Pearson’s coefficient between Log10-transformed blood metals revealed moderate correlations between Pb and Cd (r = 0.34), while the remaining correlations were relatively poor (Fig. S4). In the BKMR model, after accounting for inter-metal interaction, the relative importance of each metal on the risk of total CVD was quantified using PIPs. The PIP values were 0.77 for Mn, 1.00 for Cd and Pb, 0.46 for Hg, and 0.14 for Se (Table S7). As demonstrated in the exposure-outcome function plot when fixing the other metals at their 25th, 50th, and 75th percentile levels (Fig. S5), or fixing each heavy metal at its 10th, 50th, and 90th percentile levels (Fig. 2), any potential interactions were not observed between blood Mn and other heavy metals in relation to the risk of total CVD. Figure S6 showed a non-linear dose-response relationship between blood Mn levels and total CVD risk when the levels of other heavy metals were fixed at the median.
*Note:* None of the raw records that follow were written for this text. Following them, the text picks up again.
use chrono::{Duration, Utc};
use vocab_srs::{ItemContent, LearningState, MemoryModel, Rating, ReviewItem, Scheduler};

fn print_next_states(scheduler: &Scheduler, memory: &MemoryModel) {
    let now = Utc::now();
    let next_states = scheduler.next_states(memory, now);
    for rating in [Rating::Again, Rating::Hard, Rating::Good, Rating::Easy] {
        let next = next_states.get(rating);
        let due_in = next.next_review_at.map_or(Duration::zero(), |due| due - now);
        println!(
            "{rating:>5}: {} due in {:.2} days (stability {:.2}, difficulty {:.3})",
            next.state,
            due_in.num_minutes() as f32 / 1440.0,
            next.stability,
            next.difficulty
        );
    }
}

fn schedule_new_item() -> Result<(), Box<dyn std::error::Error>> {
    let mut item = ReviewItem::new(
        1,
        ItemContent {
            word: "serendipity".to_string(),
            sense: "a happy accident".to_string(),
            example: Some("Meeting her there was pure serendipity.".to_string()),
            phonetic: None,
            audio: None,
        },
    );

    // Default weights and configuration
    let scheduler = Scheduler::new(None)?;
    print_next_states(&scheduler, &item.memory);

    // Assume the answer was `good`
    item.memory = scheduler.schedule(&item.memory, Rating::Good, Utc::now());
    println!("Next review due: {:?}", item.memory.next_review_at);
    println!("Memory: {:?}", item.memory);
    Ok(())
}

fn schedule_review_item() -> Result<(), Box<dyn std::error::Error>> {
    let now = Utc::now();
    // Reviewed a week ago, due today
    let memory = MemoryModel {
        state: LearningState::Review,
        stability: 7.0,
        difficulty: 0.45,
        last_review_at: Some(now - Duration::days(7)),
        next_review_at: Some(now),
        repetition_count: 4,
        lapse_count: 1,
    };

    let scheduler = Scheduler::new(None)?;
    println!(
        "Retrievability now: {:.3}",
        scheduler.retrievability(&memory, now)
    );
    print_next_states(&scheduler, &memory);

    // Assume the answer was `again`
    let memory = scheduler.schedule(&memory, Rating::Again, now);
    println!("Next review due: {:?}", memory.next_review_at);
    println!("Memory: {memory:?}");
    Ok(())
}

fn main() -> Result<(), Box<dyn std::error::Error>> {
    println!("Scheduling a new item:");
    schedule_new_item()?;

    println!("\nScheduling a review item:");
    schedule_review_item()?;

    Ok(())
}
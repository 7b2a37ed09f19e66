//! Engine configuration read from `MAGNITUDE_*` environment variables.

use std::str::FromStr;
use std::time::Duration;

use serde::{Deserialize, Serialize};
use tracing::warn;

use crate::WatchedKind;

const DEFAULT_WATCH_KINDS: &str =
    "v1/Namespace,v1/Pod,v1/ConfigMap,v1/Secret,v1/Service,v1/ServiceAccount,v1/PersistentVolumeClaim,apps/v1/Deployment,apps/v1/ReplicaSet,apps/v1/StatefulSet,apps/v1/DaemonSet";

/// Size guards applied to user-submitted YAML.
#[derive(Debug, Clone, Copy, PartialEq, Eq, Serialize, Deserialize)]
pub struct DocumentLimits {
    pub max_bytes: usize,
    pub max_nodes: usize,
}

impl Default for DocumentLimits {
    fn default() -> Self {
        Self { max_bytes: 1_000_000, max_nodes: 100_000 }
    }
}

#[derive(Debug, Clone, PartialEq, Serialize, Deserialize)]
pub struct EngineConfig {
    pub watch_kinds: Vec<WatchedKind>,
    /// Restrict watches to one namespace (cluster-scoped kinds ignore it).
    pub namespace: Option<String>,
    pub watch_backoff_initial: Duration,
    pub watch_backoff_max: Duration,
    /// Server-side timeout requested for each watch call.
    pub watch_timeout_secs: u32,
    /// Default timeout for one mutation when the caller supplies none.
    pub apply_timeout: Duration,
    pub limits: DocumentLimits,
    /// Capacity of the cache change-notification channel.
    pub event_cap: usize,
}

impl Default for EngineConfig {
    fn default() -> Self {
        Self {
            watch_kinds: parse_kinds(DEFAULT_WATCH_KINDS),
            namespace: None,
            watch_backoff_initial: Duration::from_millis(250),
            watch_backoff_max: Duration::from_secs(30),
            watch_timeout_secs: 290,
            apply_timeout: Duration::from_secs(30),
            limits: DocumentLimits::default(),
            event_cap: 2048,
        }
    }
}

impl EngineConfig {
    /// Defaults overridden by any `MAGNITUDE_*` variables present in the environment.
    pub fn from_env() -> Self {
        let mut cfg = Self::default();
        if let Ok(s) = std::env::var("MAGNITUDE_WATCH_KINDS") {
            let kinds = parse_kinds(&s);
            if kinds.is_empty() {
                warn!(value = %s, "MAGNITUDE_WATCH_KINDS has no valid entries; keeping defaults");
            } else {
                cfg.watch_kinds = kinds;
            }
        }
        cfg.namespace = std::env::var("MAGNITUDE_NAMESPACE").ok().filter(|s| !s.is_empty());
        if let Some(ms) = env_parse::<u64>("MAGNITUDE_WATCH_BACKOFF_INITIAL_MS") {
            cfg.watch_backoff_initial = Duration::from_millis(ms.max(1));
        }
        if let Some(secs) = env_parse::<u64>("MAGNITUDE_WATCH_BACKOFF_MAX_SECS") {
            cfg.watch_backoff_max = Duration::from_secs(secs.max(1));
        }
        if let Some(secs) = env_parse::<u32>("MAGNITUDE_WATCH_TIMEOUT_SECS") {
            cfg.watch_timeout_secs = secs;
        }
        if let Some(secs) = env_parse::<u64>("MAGNITUDE_APPLY_TIMEOUT_SECS") {
            cfg.apply_timeout = Duration::from_secs(secs);
        }
        if let Some(n) = env_parse::<usize>("MAGNITUDE_MAX_YAML_BYTES") {
            cfg.limits.max_bytes = n;
        }
        if let Some(n) = env_parse::<usize>("MAGNITUDE_MAX_YAML_NODES") {
            cfg.limits.max_nodes = n;
        }
        if let Some(n) = env_parse::<usize>("MAGNITUDE_EVENT_CAP") {
            cfg.event_cap = n.max(16);
        }
        cfg
    }
}

fn env_parse<T: FromStr>(key: &str) -> Option<T> {
    let raw = std::env::var(key).ok()?;
    match raw.trim().parse::<T>() {
        Ok(v) => Some(v),
        Err(_) => {
            warn!(key, value = %raw, "ignoring unparsable config value");
            None
        }
    }
}

/// Parse a comma separated list of gvk keys, skipping invalid entries.
pub fn parse_kinds(s: &str) -> Vec<WatchedKind> {
    let mut out = Vec::new();
    for key in s.split(',').map(str::trim).filter(|k| !k.is_empty()) {
        match WatchedKind::parse(key) {
            Ok(k) => {
                if !out.contains(&k) {
                    out.push(k);
                }
            }
            Err(e) => warn!(key, error = %e, "skipping watch kind"),
        }
    }
    out
}

#[cfg(test)]
mod tests {
    use super::*;

    #[test]
    fn default_kinds_include_namespace_and_pod() {
        let cfg = EngineConfig::default();
        assert!(cfg.watch_kinds.iter().any(|k| k.key() == "v1/Namespace"));
        assert!(cfg.watch_kinds.iter().any(|k| k.key() == "v1/Pod"));
        assert!(cfg.watch_backoff_initial < cfg.watch_backoff_max);
    }

    #[test]
    fn parse_kinds_skips_garbage_and_duplicates() {
        let kinds = parse_kinds("v1/Pod, nonsense ,apps/v1/Deployment,v1/Pod,");
        let keys: Vec<String> = kinds.iter().map(|k| k.key()).collect();
        assert_eq!(keys, vec!["v1/Pod".to_string(), "apps/v1/Deployment".to_string()]);
    }
}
In the overall risk diagram, the joint effect of the blood metal mixture had a positive relationship with CVD (Fig. 3). Furthermore, the WQS model was applied to examine the joint effects of five blood heavy metals on total CVD. As shown in Table S8, the WQS index indicated that heavy metal mixtures were significantly associated with increased risks of CVD (Crude model: OR = 1.64, 95%CI: 1.51–1.79; Model 2: OR = 1.34, 95%CI: 1.19–1.51). Figure S7 showed that Mn had a lower weight (0.01) for CVD risk compared to Pb and Cd, which had weights of 0.51 and 0.48, respectively.

Fig. 2.

Interactive effects between blood metal-metal pairs on cardiovascular diseases by fixing each included metal to its 10th, 50th, and 90th percentile levels. Data were estimated by Bayesian Kernel Machine Regression, while adjusting for age, sex, race/ethnicity, educational level, poverty-to-income ratio, smoking status, alcohol use, body mass index, hypertension, diabetes mellitus, and physical activity.

Fig. 3.

The joint effects of blood heavy metal mixtures on cardiovascular diseases. All heavy metals at specific percentiles were compared to their 50th percentile levels. Data were estimated by Bayesian Kernel Machine Regression, while adjusting for age, sex, race/ethnicity, educational level, poverty-to-income ratio, smoking status, alcohol use, body mass index, hypertension, diabetes mellitus, and physical activity.

Discussion

The present study investigated the associations between blood Mn levels and the risks of total CVD and specific CVD subtypes among U.S. general adults in a nationally representative cross-sectional study. Individuals in the third quartile of blood Mn exhibited a significantly lower risk of total CVD among all participants, and those aged ≥ 65 years. The dose-response relationship between Mn and total CVD followed a non-linear U-shaped pattern, consistent with the results from regression analysis. However, no significant associations were observed between Mn and risks of specific CVD subtypes. Further, the joint effects of Mn and other heavy metals on CVD risk were investigated by BMKR and WQS analyses, which revealed that co-exposure to heavy metal mixtures increased the risk of CVD; however, there was no interaction between Mn and other metals. Blood Mn had a lower contributor to the risk of CVD compared to Pb and Cd. These findings provided new evidence of the potential roles of Mn in cardiovascular health and further explore the joint impacts of Mn with multiple metals on CVD.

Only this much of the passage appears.